On the personal side again. I couldn’t take myself seriously as a gamer and former punk if I haven’t played to Maniac Mansion from beginning to end. So I embarked in this undertaking in the Spring of 2004 and finished it in the Summer of 2009. It may be that I am so much infatuated with ’80ies
nostalgia and Maniac Mansion looks and feels very much ’80ies…
I did not know that you could finish the game with different combinations of characters. Of knowing it I would have played it with a different entourage for Dave. I would have liked to have played to it with Razor and Syd, to be in touch with my punk/gothic roots. But I had a word of mouth version that the only way of finishing it was with Bernard and Michael.
It took me fifteen hours and a half to finish it. I don’t remember how I played the puzzles but I have read that the Lucasfans remake has some puzzles made harder. This is other attractive feature of Maniac Mansion Deluxe.
WARNING SPOILERS BELOW
If one waited so many years to play it, then why not making it as hard as possible? If the reader is going to play it and doesn’t want to have the narrative spoiled, should stop reading this review.

The bottom line is that it is very obvious that the 8 bit machines’ lack of capacity made itself very felt in the game, specially in its dialogues. That’s why, to me, Maniac Mansion seems to me as thought as a movie’s script dialogue.
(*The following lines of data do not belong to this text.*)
//! CSS color resolution for the raster backend.
//!
//! Colors arrive as opaque CSS strings. The vector path copies them verbatim,
//! while the raster path needs concrete RGBA samples. [`resolve_css_color`]
//! covers the notations a color input or swatch picker produces: hex codes,
//! named colors, `transparent`, and the `rgb()`/`hsl()` functional forms.

use image::Rgba;
use palette::{Hsl, IntoColor, Srgb};

/// Color used when a CSS color cannot be resolved.
///
/// Matches the initial fill style of a 2D canvas context.
pub const FALLBACK_COLOR: Rgba<u8> = Rgba([0, 0, 0, 255]);

/// Resolves a CSS color string into an RGBA sample.
///
/// Returns `None` for anything that is not a recognized color.
///
/// # Example
///
/// ```
/// use favicon_renderer::resolve_css_color;
///
/// assert_eq!(resolve_css_color("#4F46E5").unwrap().0, [0x4f, 0x46, 0xe5, 255]);
/// assert_eq!(resolve_css_color("white").unwrap().0, [255, 255, 255, 255]);
/// assert!(resolve_css_color("not-a-color").is_none());
/// ```
pub fn resolve_css_color(value: &str) -> Option<Rgba<u8>> {
    let value = value.trim();
    if value.is_empty() {
        return None;
    }

    if let Some(hex) = value.strip_prefix('#') {
        return parse_hex(hex);
    }

    let lower = value.to_ascii_lowercase();
    if lower == "transparent" {
        return Some(Rgba([0, 0, 0, 0]));
    }

    if let Some(args) = functional_args(&lower, &["rgba", "rgb"]) {
        return parse_rgb_args(args);
    }
    if let Some(args) = functional_args(&lower, &["hsla", "hsl"]) {
        return parse_hsl_args(args);
    }

    let named: Srgb<u8> = palette::named::from_str(&lower)?;
    Some(Rgba([named.red, named.green, named.blue, 255]))
}

/// Resolves a CSS color, falling back to [`FALLBACK_COLOR`].
pub fn resolve_or_fallback(value: &str) -> Rgba<u8> {
    resolve_css_color(value).unwrap_or_else(|| {
        log::warn!("unrecognized color {value:?}, using fallback");
        FALLBACK_COLOR
    })
}

/// Formats an RGBA sample as `#rrggbb`, ignoring alpha.
pub fn to_hex(color: Rgba<u8>) -> String {
    let [r, g, b, _] = color.0;
    format!("#{r:02x}{g:02x}{b:02x}")
}

// ============================================================================
// Parsers
// ============================================================================

fn parse_hex(hex: &str) -> Option<Rgba<u8>> {
    if !hex.chars().all(|c| c.is_ascii_hexdigit()) {
        return None;
    }

    // palette parses the RGB part; an alpha digit group is split off first.
    let (rgb, alpha) = match hex.len() {
        3 | 6 => (hex, None),
        4 => (&hex[..3], Some(hex[3..].repeat(2))),
        8 => (&hex[..6], Some(hex[6..].to_string())),
        _ => return None,
    };

    let color: Srgb<u8> = rgb.parse().ok()?;
    let alpha = match alpha {
        Some(digits) => u8::from_str_radix(&digits, 16).ok()?,
        None => 255,
    };

    Some(Rgba([color.red, color.green, color.blue, alpha]))
}

/// Returns the argument list of `name(...)` for the first matching name.
fn functional_args<'a>(value: &'a str, names: &[&str]) -> Option<&'a str> {
    names.iter().find_map(|name| {
        value
            .strip_prefix(name)?
            .trim_start()
            .strip_prefix('(')?
            .strip_suffix(')')
    })
}

/// Splits functional arguments on commas, whitespace and the `/` alpha
/// separator.
fn split_args(args: &str) -> Vec<&str> {
    args.split(|c: char| c == ',' || c == '/' || c.is_whitespace())
        .filter(|s| !s.is_empty())
        .collect()
}

fn parse_rgb_args(args: &str) -> Option<Rgba<u8>> {
    let parts = split_args(args);
    if parts.len() != 3 && parts.len() != 4 {
        return None;
    }

    let channel = |s: &str| -> Option<u8> {
        let value = match s.strip_suffix('%') {
            Some(pct) => pct.parse::<f32>().ok()? * 255.0 / 100.0,
            None => s.parse::<f32>().ok()?,
        };
        Some(value.clamp(0.0, 255.0).round() as u8)
    };

    let alpha = match parts.get(3) {
        Some(a) => parse_alpha(a)?,
        None => 255,
    };

    Some(Rgba([
        channel(parts[0])?,
        channel(parts[1])?,
        channel(parts[2])?,
        alpha,
    ]))
}

fn parse_hsl_args(args: &str) -> Option<Rgba<u8>> {
    let parts = split_args(args);
    if parts.len() != 3 && parts.len() != 4 {
        return None;
    }

    let hue: f32 = parts[0].trim_end_matches("deg").parse().ok()?;
    let percent = |s: &str| -> Option<f32> {
        let value: f32 = s.strip_suffix('%')?.parse().ok()?;
        Some((value / 100.0).clamp(0.0, 1.0))
    };
    let saturation = percent(parts[1])?;
    let lightness = percent(parts[2])?;
    let alpha = match parts.get(3) {
        Some(a) => parse_alpha(a)?,
        None => 255,
    };

    let hsl: Hsl = Hsl::new(hue, saturation, lightness);
    let rgb: Srgb = hsl.into_color();
    let rgb: Srgb<u8> = rgb.into_format();

    Some(Rgba([rgb.red, rgb.green, rgb.blue, alpha]))
}

fn parse_alpha(s: &str) -> Option<u8> {
    let value = match s.strip_suffix('%') {
        Some(pct) => pct.parse::<f32>().ok()? / 100.0,
        None => s.parse::<f32>().ok()?,
    };
    Some((value.clamp(0.0, 1.0) * 255.0).round() as u8)
}
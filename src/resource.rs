//! Caller-owned handles to generated image bytes.
//!
//! Exported artifacts are parked in a [`ResourceRegistry`] and exposed through
//! `blob:` style URLs, the way a browser exposes object URLs. The registry
//! never frees anything on its own: every [`ResourceHandle`] must be given
//! back through [`ResourceRegistry::release`] (or
//! [`save_and_release`](ResourceRegistry::save_and_release)), otherwise its
//! bytes stay alive as long as the registry does.
//!
//! # Example
//!
//! ```
//! use favicon_renderer::{ArtifactKind, EncodedArtifact, ResourceRegistry};
//!
//! let registry = ResourceRegistry::new();
//! let handle = registry.create(EncodedArtifact::new(ArtifactKind::Vector, b"<svg/>".to_vec()));
//! let url = handle.url().to_string();
//!
//! assert_eq!(&*registry.fetch(&url).unwrap().bytes, b"<svg/>");
//!
//! registry.release(handle);
//! assert!(registry.fetch(&url).is_err());
//! ```

use std::collections::HashMap;
use std::fs;
use std::path::{Path, PathBuf};
use std::sync::{Arc, Mutex, MutexGuard, PoisonError};

use uuid::Uuid;

use crate::artifact::{ArtifactKind, EncodedArtifact};
use crate::error::ResourceError;

const URL_PREFIX: &str = "blob:favicon/";

// ============================================================================
// ResourceHandle
// ============================================================================

/// A temporary reference to bytes held by a [`ResourceRegistry`].
///
/// Handles are deliberately not `Clone`: releasing one consumes it, so each
/// resource is released at most once. Dropping a handle without releasing it
/// leaks the bytes for the lifetime of the registry.
#[derive(Debug, PartialEq, Eq)]
#[must_use = "resource handles must be released"]
pub struct ResourceHandle {
    url: String,
    kind: ArtifactKind,
    len: usize,
}

impl ResourceHandle {
    /// Returns the URL the resource can be fetched from.
    pub fn url(&self) -> &str {
        &self.url
    }

    /// Returns which export format the resource holds.
    pub fn kind(&self) -> ArtifactKind {
        self.kind
    }

    /// Returns the MIME type of the resource.
    pub fn mime_type(&self) -> &'static str {
        self.kind.mime_type()
    }

    /// Returns the suggested download filename.
    pub fn file_name(&self) -> &'static str {
        self.kind.file_name()
    }

    /// Returns the size of the resource in bytes.
    pub fn len(&self) -> usize {
        self.len
    }

    /// Returns true if the resource holds no bytes.
    pub fn is_empty(&self) -> bool {
        self.len == 0
    }
}

/// The contents of a live resource.
#[derive(Debug, Clone)]
pub struct Resource {
    pub kind: ArtifactKind,
    pub bytes: Arc<[u8]>,
}

impl Resource {
    /// Returns the MIME type of the resource.
    pub fn mime_type(&self) -> &'static str {
        self.kind.mime_type()
    }
}

// ============================================================================
// ResourceRegistry
// ============================================================================

/// Shared store of live resources keyed by URL.
///
/// Cloning a registry yields another handle to the same store.
#[derive(Debug, Clone, Default)]
pub struct ResourceRegistry {
    entries: Arc<Mutex<HashMap<String, Resource>>>,
}

impl ResourceRegistry {
    /// Creates an empty registry.
    pub fn new() -> Self {
        Self::default()
    }

    fn lock(&self) -> MutexGuard<'_, HashMap<String, Resource>> {
        // Entries are inserted and removed whole, so a poisoned map is still
        // consistent.
        self.entries.lock().unwrap_or_else(PoisonError::into_inner)
    }

    /// Stores an artifact and returns a handle to it.
    pub fn create(&self, artifact: EncodedArtifact) -> ResourceHandle {
        let url = format!("{URL_PREFIX}{}", Uuid::new_v4());
        let handle = ResourceHandle {
            url: url.clone(),
            kind: artifact.kind,
            len: artifact.bytes.len(),
        };

        let resource = Resource {
            kind: artifact.kind,
            bytes: artifact.bytes.into(),
        };
        self.lock().insert(url, resource);

        log::debug!("created {} resource {} ({} bytes)", handle.kind, handle.url, handle.len);
        handle
    }

    /// Returns the resource behind `url`.
    ///
    /// # Errors
    ///
    /// Returns [`ResourceError::Released`] if the URL was never created or
    /// has been released.
    pub fn fetch(&self, url: &str) -> Result<Resource, ResourceError> {
        self.lock()
            .get(url)
            .cloned()
            .ok_or_else(|| ResourceError::Released(url.to_string()))
    }

    /// Returns the bytes behind a handle.
    pub fn read(&self, handle: &ResourceHandle) -> Result<Arc<[u8]>, ResourceError> {
        Ok(self.fetch(handle.url())?.bytes)
    }

    /// Releases a handle, freeing its bytes.
    ///
    /// Returns `false` if the resource was already gone, which only happens
    /// when its URL was revoked separately.
    pub fn release(&self, handle: ResourceHandle) -> bool {
        self.revoke_url(&handle.url)
    }

    /// Releases the resource behind a URL.
    ///
    /// This is for callers that only kept the URL string. Returns `false` if
    /// nothing was registered under it.
    pub fn revoke_url(&self, url: &str) -> bool {
        let removed = self.lock().remove(url).is_some();
        if removed {
            log::debug!("released resource {url}");
        } else {
            log::warn!("release of unknown resource {url}");
        }
        removed
    }

    /// Writes a resource to `dir` under its download filename, then releases
    /// it.
    ///
    /// The handle is released even if the write fails.
    ///
    /// # Errors
    ///
    /// Returns an error if the resource is no longer live or the file cannot
    /// be written.
    pub fn save_and_release(
        &self,
        handle: ResourceHandle,
        dir: &Path,
    ) -> Result<PathBuf, ResourceError> {
        let path = dir.join(handle.file_name());
        let written = self
            .read(&handle)
            .and_then(|bytes| fs::write(&path, &bytes).map_err(ResourceError::from));
        self.release(handle);

        written?;
        log::info!("saved {}", path.display());
        Ok(path)
    }

    /// Returns the number of resources that have not been released.
    pub fn live_count(&self) -> usize {
        self.lock().len()
    }
}

// ============================================================================
// Tests
// ============================================================================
And what surprise when I found, eighteen years after knowing it and twenty-twoafter the game was released, that the game even spawned a sitcomm in 1990. I don’t know how it is but I haven’t seen anything of it, not even a trailer.
Feeling outsider for being such an incomplete Maniac Mansion fan, I felt silly and sillier when I finished the game just to being told what to do and/or how to behave.
This for me, while you… are you a tuna head yet?